= Barda (tribe) =

Scheduled tribe in India

The Barda are a tribal community found in the states of Gujarat and Maharashtra in India, where have the scheduled tribe status. The community is also known as Adivasi or Khandeshi Bhil.

== Origin ==

The word in the Gujarati language means a dweller of a hilly region, and the term Barda is now applied to members of the Bhil community who are said to have immigrated from Khandesh to Gujarat some three hundred years ago . The community is now settled in the districts of Mehsana, Ahmedabad, Baroda, and Surat. They spoke Gujarati.

In Maharashtra, the Barda are considered to be a sub-group of the Bhil ethnic group. According to their traditions, the community descended from Sabari Bhil, a well-known character from the Ramayana. The Bardas are concentrated in the districts of Dhule, Jalgaon, Nasik, Osmanabad, Sangli, Kolhapur and Sholapur. They speak Barda bhasha, which is related to Marathi. Most Barda also speak Gujarati.

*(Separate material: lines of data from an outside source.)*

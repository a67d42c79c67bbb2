//! Headless Chromium browsing session for client-rendered listings
//!
//! One browser process and one listing tab live for the whole run. Each detail
//! fetch gets its own tab wrapped in [`ChromiumDocumentContext`], which is
//! closed explicitly by the fetcher and, failing that, from `Drop`.

use anyhow::{Result, anyhow};
use async_trait::async_trait;
use chromiumoxide::Page;
use chromiumoxide::browser::{Browser, BrowserConfig};
use futures::StreamExt;
use std::time::Duration;
use tokio::sync::Mutex;
use tokio::task::JoinHandle;
use tokio::time::Instant;
use tracing::{debug, info, warn};

use super::browsing::{BrowsingSession, DocumentContext, ListingDocument, ReadyCondition};
use super::fetch_error::FetchFailure;

pub struct ChromiumBrowsingSession {
    browser: Mutex<Option<Browser>>,
    listing_page: Mutex<Option<Page>>,
    handler: Mutex<Option<JoinHandle<()>>>,
}

impl ChromiumBrowsingSession {
    /// Launch a headless browser and drive its CDP event loop
    pub async fn launch(user_agent: &str) -> Result<Self> {
        let config = BrowserConfig::builder()
            .arg(format!("--user-agent={user_agent}"))
            .build()
            .map_err(|e| anyhow!("Invalid browser configuration: {e}"))?;

        let (browser, mut handler) = Browser::launch(config).await?;
        let handler = tokio::spawn(async move {
            while let Some(event) = handler.next().await {
                if let Err(e) = event {
                    debug!("Browser handler stopped: {}", e);
                    break;
                }
            }
        });

        info!("Headless browser launched");
        Ok(Self {
            browser: Mutex::new(Some(browser)),
            listing_page: Mutex::new(None),
            handler: Mutex::new(Some(handler)),
        })
    }

    async fn new_page(&self) -> Result<Page, FetchFailure> {
        let browser = self.browser.lock().await;
        let browser = browser
            .as_ref()
            .ok_or_else(|| FetchFailure::browser("browser already shut down"))?;
        browser
            .new_page("about:blank")
            .await
            .map_err(FetchFailure::browser)
    }

    async fn listing_page(&self) -> Result<Page, FetchFailure> {
        let mut slot = self.listing_page.lock().await;
        if let Some(page) = slot.as_ref() {
            return Ok(page.clone());
        }
        let page = self.new_page().await?;
        *slot = Some(page.clone());
        Ok(page)
    }
}

/// Poll until `ready.selector` is present or the timeout elapses
async fn wait_until_ready(page: &Page, ready: &ReadyCondition) -> bool {
    let deadline = Instant::now() + ready.timeout;
    loop {
        if page.find_element(ready.selector.as_str()).await.is_ok() {
            return true;
        }
        if Instant::now() >= deadline {
            return false;
        }
        tokio::time::sleep(ready.poll_interval).await;
    }
}

/// Navigate with a bound; `Ok(false)` means the navigation timed out
async fn navigate(page: &Page, url: &str, timeout: Duration) -> Result<bool, FetchFailure> {
    match tokio::time::timeout(timeout, page.goto(url)).await {
        Ok(Ok(_)) => Ok(true),
        Ok(Err(e)) => Err(FetchFailure::transport(url, e)),
        Err(_) => Ok(false),
    }
}

#[async_trait]
impl BrowsingSession for ChromiumBrowsingSession {
    async fn load_listing(
        &self,
        url: &str,
        timeout: Duration,
        ready: &ReadyCondition,
    ) -> Result<ListingDocument, FetchFailure> {
        let page = self.listing_page().await?;
        let completed = navigate(&page, url, timeout).await?;
        if !completed {
            warn!("⚠️ Timeout loading listing page {}", url);
        }

        if !wait_until_ready(&page, ready).await {
            debug!("Listing cards did not appear within {:?}", ready.timeout);
        }

        let html = page.content().await.map_err(FetchFailure::browser)?;
        Ok(if completed {
            ListingDocument::complete(html)
        } else {
            ListingDocument::partial(html)
        })
    }

    async fn open_context(&self) -> Result<Box<dyn DocumentContext>, FetchFailure> {
        let page = self.new_page().await?;
        Ok(Box::new(ChromiumDocumentContext::new(page)))
    }

    async fn shutdown(&self) -> Result<()> {
        if let Some(page) = self.listing_page.lock().await.take() {
            if let Err(e) = page.close().await {
                warn!("Failed to close listing page: {}", e);
            }
        }
        if let Some(mut browser) = self.browser.lock().await.take() {
            browser.close().await?;
            browser.wait().await?;
        }
        if let Some(handler) = self.handler.lock().await.take() {
            handler.abort();
        }
        info!("Headless browser closed");
        Ok(())
    }
}

/// Detail tab, closed on every exit path
pub struct ChromiumDocumentContext {
    page: Option<Page>,
    runtime_handle: tokio::runtime::Handle,
}

impl ChromiumDocumentContext {
    fn new(page: Page) -> Self {
        Self {
            page: Some(page),
            runtime_handle: tokio::runtime::Handle::current(),
        }
    }
}

#[async_trait]
impl DocumentContext for ChromiumDocumentContext {
    async fn load(
        &mut self,
        url: &str,
        timeout: Duration,
        ready: &ReadyCondition,
    ) -> Result<String, FetchFailure> {
        let page = self
            .page
            .as_ref()
            .ok_or_else(|| FetchFailure::browser("document context already closed"))?;

        if !navigate(page, url, timeout).await? {
            return Err(FetchFailure::timeout(url, timeout));
        }
        if !wait_until_ready(page, ready).await {
            debug!("Detail body did not appear within {:?} for {}", ready.timeout, url);
        }
        page.content().await.map_err(FetchFailure::browser)
    }

    async fn close(&mut self) -> Result<()> {
        if let Some(page) = self.page.take() {
            page.close().await?;
        }
        Ok(())
    }
}

impl Drop for ChromiumDocumentContext {
    fn drop(&mut self) {
        if let Some(page) = self.page.take() {
            self.runtime_handle.spawn(async move {
                if let Err(e) = page.close().await {
                    warn!("Detail tab cleanup failed: {}", e);
                }
            });
        }
    }
}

== Present circumstances ==
=== In Gujarat ===

The Barda are strictly endogamous and practice clan exogamy. Their major clans are the Ahir, Baria, Dania, Gaikwad, Mali, Mori, and Thakur, all of whom intermarry. Historically, the Barda was a community of hunter-gatherers. The Barda has now settled as agriculturists, while many more are agricultural laborers. A few who have small pieces of land produce millets and pulses. The number of casual laborers from amongst the community.

The Barda have their tribal belief system, to which they have later added a pantheon of Hindu gods and goddesses. Like other tribal communities in the west India, they perform several folk dances and songs. Economically, they are a marginal community, and literacy levels are very low.

=== In Maharashtra ===

The Barda Bhil consist of a number of exogamous clans such as the More, Sonone, Thakre, Wagh, Gaikwad, Mali, and Phulpagare. Each of these clans is of equal status and intermarry. The community is strictly endogamous. Their traditional occupation was hunting and gathering. A small number have agricultural land, but most are landless agricultural labourers. A few are also employed by the police. The Barda Bhil have their own tribal deities such as Khanderaoji.